Reviewed by L.D.Y.
Hardcover, 404 pages, 2008
Reason for Reading: I like to check out the occasional ‘aimed at teens but also for adults’ type of novel.
Synopsis: 16-year-old Aslaug’s mother has mysteriously passed away and she finds herself living between two worlds: the harsh yet ethereal place of her mother and her childhood; and the concrete sureness of the place she escapes to after her mother’s death. Sheltered but worldly, naive but full of secrets – Aslaug is struggling between contradictions while trying to discover both where she came from and where she is going. All of it may be in jeopardy, however – she’s been charged with a double murder, and the flashes between what happened and the courtroom are as much about Aslaug discovering what happened as the reader uncovering the tangle of mysteries…
Why you should read this book: Instead of making Madapple a simple tale of a teen finding herself, Meldrum has thrown in the possibilities of murders and wrapped it in a mélange of explosive family secrets that’s sure to capture the reader right from the start. Aslaug is a character that’s easy to like, though her incredibly sheltered background and lack of social etiquette make it hard to predict what she’ll do or what she’s thinking, which really adds to the dramatic impact and the air of mystery. While the book may be targeted at teens, it’s not dumbed down in any way, which is refreshing (and good for adults who need something great to read). All of the juxtapositions (courtroom vs. nature, religion vs. spirituality, etc) really do a fantastic job of looking at all the choices we make about who we are as teenagers – and in the years beyond. An engrossing, thoughtful, yet dramatic novel you won’t want to miss.

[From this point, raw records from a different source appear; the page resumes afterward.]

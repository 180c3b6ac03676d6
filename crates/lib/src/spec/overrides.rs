//! Command-line overrides applied on top of a loaded build spec.

use std::collections::BTreeMap;
use std::sync::LazyLock;

use regex::Regex;
use thiserror::Error;

use super::types::{BuildSpec, ExecutionOptions, Source, StorageSource};

static TIMEOUT_RE: LazyLock<Regex> = LazyLock::new(|| Regex::new(r"^\d+[smh]$").expect("static regex"));

#[derive(Debug, Error, PartialEq, Eq)]
pub enum OverrideError {
  /// The timeout is not a whole number followed by `s`, `m` or `h`.
  #[error("invalid timeout format '{0}': expected a whole number followed by s, m or h (e.g. 20m)")]
  InvalidTimeout(String),
}

/// Values supplied by the caller that win over the loaded config.
#[derive(Debug, Clone, Default, PartialEq, Eq)]
pub struct BuildOverrides {
  /// Image tag for Dockerfile builds.
  pub tag: Option<String>,
  pub substitutions: BTreeMap<String, String>,
  /// Timeout such as `20m`, `1200s` or `1h`.
  pub timeout: Option<String>,
  pub machine_type: Option<String>,
}

impl BuildOverrides {
  /// Apply the overrides to `spec`.
  ///
  /// Validation happens before any field is touched, so a rejected override
  /// leaves `spec` unchanged.
  pub fn apply(&self, spec: &mut BuildSpec) -> Result<(), OverrideError> {
    let timeout = self.timeout.as_deref().map(parse_timeout).transpose()?;

    spec
      .substitutions
      .extend(self.substitutions.iter().map(|(k, v)| (k.clone(), v.clone())));

    if let Some(secs) = timeout {
      spec.timeout = Some(format!("{secs}s"));
    }

    if let Some(machine_type) = &self.machine_type {
      spec
        .options
        .get_or_insert_with(ExecutionOptions::default)
        .machine_type = Some(machine_type.clone());
    }

    Ok(())
  }
}

/// Parse a timeout like `20m` into seconds.
pub fn parse_timeout(value: &str) -> Result<u64, OverrideError> {
  let invalid = || OverrideError::InvalidTimeout(value.to_string());
  if !TIMEOUT_RE.is_match(value) {
    return Err(invalid());
  }

  let (digits, unit) = value.split_at(value.len() - 1);
  let amount: u64 = digits.parse().map_err(|_| invalid())?;
  let multiplier = match unit {
    "s" => 1,
    "m" => 60,
    "h" => 3600,
    _ => return Err(invalid()),
  };
  amount.checked_mul(multiplier).ok_or_else(invalid)
}

/// Point `spec` at an uploaded source archive.
pub fn attach_source(spec: &mut BuildSpec, bucket: &str, object: &str) {
  spec.source = Some(Source {
    storage_source: StorageSource {
      bucket: bucket.to_string(),
      object: object.to_string(),
    },
  });
}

Why you should avoid this book: Because this is such a mixed bag of worlds it might be hard to settle on an audience – but after reading a few chapters it’s easier to see how you’ll appreciate both a more ethereal and a more ‘real’ world, so don’t be afraid to take the plunge.
The women resemble schoolgirls with gangly limbs, ruddy cheeks, plaited flaxen hair; they walk holding hands. Yet the older of the two is pregnant; her unborn baby rides high and round. And the younger woman’s left foot scratches a path through the leaves. She seems comfortable with her limp, accustomed to it.
‘Okay, listen. I’ll go. I’ll come back tomorrow. I’m not supposed to do this, but it’s probably better for you to stay here, given the options. I can’t really see how letting you sleep at home tonight is going to hurt anything. Tomorrow we’ll find those relatives.’ She walks to the door. ‘But let’s just keep this between us, okay?’ She opens the door. ‘Sleep in tomorrow morning. I’ll come back around eleven or so, with lunch.’
‘Sure,’ I say.
She steps out, turns. ‘You’ll be all right?’
‘Don’t let anyone in, okay?’
‘And don’t go anywhere.’
‘I won’t,’ I lie.
‘But Maren, she was just like Fader,’ the preacher says. ‘She scoffed at Christianity, refused to go to church almost as soon as she could talk, wanted to run around the forest with Fader collecting specimens on the Sabbath. You can’t imagine how grateful Fader was to have Maren – to have a child who not only didn’t judge him but who loved what he loved. He doted on her, took her everywhere, taught her everything he knew. And Maren thrived, on the surface, but her soul was rotting, and this was awful for Moder. She and Fader started fighting about Maren. Then Moder became ill. She just seemed to wither away. And she died, in midsummer, the year Maren was fifteen.’
Also recommended: White Oleander by Janet Fitch; The Passion of Mary Magdalen by Elizabeth Cunningham; Magdalen Rising by Elizabeth Cunningham.
Also by this author: Madapple is Meldrum’s first novel.
Author’s website: christinameldrum.com
Fun tidbit: Meldrum started writing Madapple while working as a litigator in San Francisco.